//! Lock-free metrics collection and periodic reporting
//!
//! Uses atomics for hot-path operations so request handlers never contend
//! on a mutex. `report()` swaps the periodic counters to zero; `snapshot()`
//! reads without resetting and backs the `/metrics` endpoint.
//!
//! NOTE: All atomics use Relaxed ordering intentionally. These are statistical
//! counters only; do not use them for coordination.

use std::sync::atomic::{AtomicU64, Ordering};
use std::time::Instant;
use tracing::info;

/// Prometheus-style exponential bucket boundaries (microseconds)
/// Buckets: ≤100, ≤200, ≤400, ≤800, ≤1600, ≤3200, ≤6400, ≤12800, ≤25600, ≤51200, >51200
const BUCKET_BOUNDS: [u64; 10] = [100, 200, 400, 800, 1600, 3200, 6400, 12800, 25600, 51200];
const NUM_BUCKETS: usize = 11;

/// Compute bucket index for a latency value using binary search
#[inline]
fn bucket_index(latency_us: u64) -> usize {
    BUCKET_BOUNDS.partition_point(|&bound| bound < latency_us)
}

/// Update an atomic max value using compare-and-swap loop
#[inline]
fn update_atomic_max(atomic_max: &AtomicU64, new_value: u64) {
    let mut current_max = atomic_max.load(Ordering::Relaxed);
    while new_value > current_max {
        match atomic_max.compare_exchange_weak(
            current_max,
            new_value,
            Ordering::Relaxed,
            Ordering::Relaxed,
        ) {
            Ok(_) => break,
            Err(actual) => current_max = actual,
        }
    }
}

/// Load all bucket values without resetting
#[inline]
fn load_buckets(buckets: &[AtomicU64; NUM_BUCKETS]) -> [u64; NUM_BUCKETS] {
    std::array::from_fn(|i| buckets[i].load(Ordering::Relaxed))
}

/// Read a counter, optionally resetting it
#[inline]
fn take(counter: &AtomicU64, reset: bool) -> u64 {
    if reset {
        counter.swap(0, Ordering::Relaxed)
    } else {
        counter.load(Ordering::Relaxed)
    }
}

/// Compute percentile from histogram buckets
/// Returns the upper bound of the bucket containing the percentile
fn percentile_from_buckets(buckets: &[u64; NUM_BUCKETS], percentile: f64) -> u64 {
    let total: u64 = buckets.iter().sum();
    if total == 0 {
        return 0;
    }

    let target = (total as f64 * percentile) as u64;
    let mut cumulative = 0u64;

    // Upper bounds for each bucket (last bucket uses 2x the previous bound)
    const BUCKET_UPPER_BOUNDS: [u64; NUM_BUCKETS] =
        [100, 200, 400, 800, 1600, 3200, 6400, 12800, 25600, 51200, 102400];

    for (i, &count) in buckets.iter().enumerate() {
        cumulative += count;
        if cumulative >= target {
            return BUCKET_UPPER_BOUNDS[i];
        }
    }
    BUCKET_UPPER_BOUNDS[NUM_BUCKETS - 1]
}

/// Lock-free metrics collector
pub struct Metrics {
    /// Receipts accepted and scored (monotonic)
    receipts_processed_total: AtomicU64,
    /// Receipts accepted since last report (reset on report)
    receipts_since_report: AtomicU64,
    /// Receipts rejected by decoding or validation (monotonic)
    receipts_rejected_total: AtomicU64,
    /// Sum of all points awarded (monotonic)
    points_awarded_total: AtomicU64,
    /// Points lookups served (monotonic)
    lookups_total: AtomicU64,
    /// Lookups for ids that were never issued (monotonic)
    lookup_misses_total: AtomicU64,
    /// Submit latency histogram buckets (cumulative)
    submit_latency_buckets: [AtomicU64; NUM_BUCKETS],
    /// Sum of submit latencies (cumulative)
    submit_latency_sum_us: AtomicU64,
    /// Sum of submit latencies since last report (reset on report)
    submit_latency_period_sum_us: AtomicU64,
    /// Max submit latency since last report (reset on report)
    submit_latency_max_us: AtomicU64,
    /// Last report time (only touched by the reporter)
    last_report_time: parking_lot::Mutex<Instant>,
}

impl Metrics {
    pub fn new() -> Self {
        Self {
            receipts_processed_total: AtomicU64::new(0),
            receipts_since_report: AtomicU64::new(0),
            receipts_rejected_total: AtomicU64::new(0),
            points_awarded_total: AtomicU64::new(0),
            lookups_total: AtomicU64::new(0),
            lookup_misses_total: AtomicU64::new(0),
            submit_latency_buckets: std::array::from_fn(|_| AtomicU64::new(0)),
            submit_latency_sum_us: AtomicU64::new(0),
            submit_latency_period_sum_us: AtomicU64::new(0),
            submit_latency_max_us: AtomicU64::new(0),
            last_report_time: parking_lot::Mutex::new(Instant::now()),
        }
    }

    /// Record an accepted receipt with its submit latency and points (lock-free)
    #[inline]
    pub fn record_receipt_processed(&self, latency_us: u64, points: u64) {
        self.receipts_processed_total.fetch_add(1, Ordering::Relaxed);
        self.receipts_since_report.fetch_add(1, Ordering::Relaxed);
        self.points_awarded_total.fetch_add(points, Ordering::Relaxed);

        let bucket = bucket_index(latency_us);
        self.submit_latency_buckets[bucket].fetch_add(1, Ordering::Relaxed);
        self.submit_latency_sum_us.fetch_add(latency_us, Ordering::Relaxed);
        self.submit_latency_period_sum_us.fetch_add(latency_us, Ordering::Relaxed);

        update_atomic_max(&self.submit_latency_max_us, latency_us);
    }

    /// Record a rejected receipt (lock-free)
    #[inline]
    pub fn record_receipt_rejected(&self) {
        self.receipts_rejected_total.fetch_add(1, Ordering::Relaxed);
    }

    /// Record a points lookup (lock-free)
    #[inline]
    pub fn record_lookup(&self, found: bool) {
        self.lookups_total.fetch_add(1, Ordering::Relaxed);
        if !found {
            self.lookup_misses_total.fetch_add(1, Ordering::Relaxed);
        }
    }

    #[inline]
    pub fn receipts_processed_total(&self) -> u64 {
        self.receipts_processed_total.load(Ordering::Relaxed)
    }

    #[inline]
    pub fn receipts_rejected_total(&self) -> u64 {
        self.receipts_rejected_total.load(Ordering::Relaxed)
    }

    #[inline]
    pub fn lookups_total(&self) -> u64 {
        self.lookups_total.load(Ordering::Relaxed)
    }

    #[inline]
    pub fn lookup_misses_total(&self) -> u64 {
        self.lookup_misses_total.load(Ordering::Relaxed)
    }

    /// Calculate the summary, then reset periodic counters
    ///
    /// This is the only method that resets counters. It uses atomic swap
    /// to get a consistent snapshot while allowing concurrent updates.
    pub fn report(&self, stored_receipts: usize) -> MetricsSummary {
        self.summarize(stored_receipts, true)
    }

    /// Calculate the summary without resetting anything
    pub fn snapshot(&self, stored_receipts: usize) -> MetricsSummary {
        self.summarize(stored_receipts, false)
    }

    fn summarize(&self, stored_receipts: usize, reset: bool) -> MetricsSummary {
        let period_count = take(&self.receipts_since_report, reset);
        let period_latency_sum = take(&self.submit_latency_period_sum_us, reset);
        let max_latency = take(&self.submit_latency_max_us, reset);

        let elapsed = if reset {
            let mut last = self.last_report_time.lock();
            let elapsed = last.elapsed();
            *last = Instant::now();
            elapsed
        } else {
            self.last_report_time.lock().elapsed()
        };

        let receipts_per_sec = if elapsed.as_secs_f64() > 0.0 {
            period_count as f64 / elapsed.as_secs_f64()
        } else {
            0.0
        };
        let avg_latency = if period_count > 0 { period_latency_sum / period_count } else { 0 };

        let latency_buckets = load_buckets(&self.submit_latency_buckets);

        MetricsSummary {
            receipts_processed_total: self.receipts_processed_total.load(Ordering::Relaxed),
            receipts_rejected_total: self.receipts_rejected_total.load(Ordering::Relaxed),
            points_awarded_total: self.points_awarded_total.load(Ordering::Relaxed),
            lookups_total: self.lookups_total.load(Ordering::Relaxed),
            lookup_misses_total: self.lookup_misses_total.load(Ordering::Relaxed),
            stored_receipts,
            receipts_per_sec,
            avg_submit_latency_us: avg_latency,
            max_submit_latency_us: max_latency,
            submit_latency_p50_us: percentile_from_buckets(&latency_buckets, 0.50),
            submit_latency_p95_us: percentile_from_buckets(&latency_buckets, 0.95),
            submit_latency_p99_us: percentile_from_buckets(&latency_buckets, 0.99),
            submit_latency_sum_us: self.submit_latency_sum_us.load(Ordering::Relaxed),
            submit_latency_buckets: latency_buckets,
        }
    }
}

impl Default for Metrics {
    fn default() -> Self {
        Self::new()
    }
}

/// Number of histogram buckets (exported for Prometheus formatting)
pub const METRICS_NUM_BUCKETS: usize = NUM_BUCKETS;

/// Exported bucket bounds for Prometheus formatting
pub const METRICS_BUCKET_BOUNDS: [u64; 10] = BUCKET_BOUNDS;

#[derive(Debug)]
pub struct MetricsSummary {
    pub receipts_processed_total: u64,
    pub receipts_rejected_total: u64,
    pub points_awarded_total: u64,
    pub lookups_total: u64,
    pub lookup_misses_total: u64,
    /// Receipts currently held by the store
    pub stored_receipts: usize,
    /// Accepted receipts per second over the current period
    pub receipts_per_sec: f64,
    pub avg_submit_latency_us: u64,
    pub max_submit_latency_us: u64,
    pub submit_latency_p50_us: u64,
    pub submit_latency_p95_us: u64,
    pub submit_latency_p99_us: u64,
    /// Cumulative submit latency (µs) for the histogram `_sum`
    pub submit_latency_sum_us: u64,
    /// Cumulative submit latency histogram buckets
    /// Bounds: ≤100, ≤200, ≤400, ≤800, ≤1600, ≤3200, ≤6400, ≤12800, ≤25600, ≤51200, >51200 µs
    pub submit_latency_buckets: [u64; NUM_BUCKETS],
}

impl MetricsSummary {
    pub fn log(&self) {
        info!(
            receipts_total = %self.receipts_processed_total,
            receipts_per_sec = format!("{:.1}", self.receipts_per_sec),
            rejected_total = %self.receipts_rejected_total,
            stored = %self.stored_receipts,
            lookups_total = %self.lookups_total,
            lookup_misses = %self.lookup_misses_total,
            avg_latency_us = %self.avg_submit_latency_us,
            max_latency_us = %self.max_submit_latency_us,
            p50_us = %self.submit_latency_p50_us,
            p95_us = %self.submit_latency_p95_us,
            p99_us = %self.submit_latency_p99_us,
            "metrics"
        );
    }
}
//! In-memory search-fetch backend for tests.

use async_trait::async_trait;

use crate::record::SearchCandidate;

use super::FetchError;
use super::SearchFetch;

/// Serves canned candidates; ranks are assigned in insertion order.
#[derive(Debug, Default)]
pub struct MockSearchFetch {
    candidates: Vec<SearchCandidate>,
}

impl MockSearchFetch {
    pub fn new() -> Self {
        Self::default()
    }

    /// Adds a candidate for `query` with the next rank for that query.
    pub fn add(&mut self, query: &str, title: &str, snippet: &str) {
        let rank = self
            .candidates
            .iter()
            .filter(|c| c.query == query)
            .count() as u32
            + 1;

        self.candidates.push(SearchCandidate {
            query: query.to_string(),
            rank,
            title: title.to_string(),
            link: String::new(),
            snippet: snippet.to_string(),
            metatags_title: String::new(),
            subject: String::new(),
            creationdate: String::new(),
        });
    }
}

#[async_trait]
impl SearchFetch for MockSearchFetch {
    async fn fetch(&self, query: &str) -> Result<Vec<SearchCandidate>, FetchError> {
        Ok(self
            .candidates
            .iter()
            .filter(|c| c.query == query)
            .cloned()
            .collect())
    }
}
//! Search-fetch collaborator seam.
//!
//! The engine does not perform network I/O; a [`SearchFetch`] implementation
//! (paginated HTTP client against the search service, in production) supplies
//! the complete candidate stream for a query before scoring begins.

pub mod error;

#[cfg(any(test, feature = "mock"))]
pub mod mock;

pub use error::FetchError;
#[cfg(any(test, feature = "mock"))]
pub use mock::MockSearchFetch;

use async_trait::async_trait;

use crate::record::SearchCandidate;

/// Supplies candidates for a query, already paginated and flattened.
#[async_trait]
pub trait SearchFetch: Send + Sync {
    /// Returns every candidate for `query`, in ascending original rank.
    async fn fetch(&self, query: &str) -> Result<Vec<SearchCandidate>, FetchError>;
}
_ _ _ _ _ _ _
**Your instructions**
Your answer should consist of the lines above that hold the word "while", copied exactly.

**Exercise output**
    while new_value > current_max {
    /// to get a consistent snapshot while allowing concurrent updates.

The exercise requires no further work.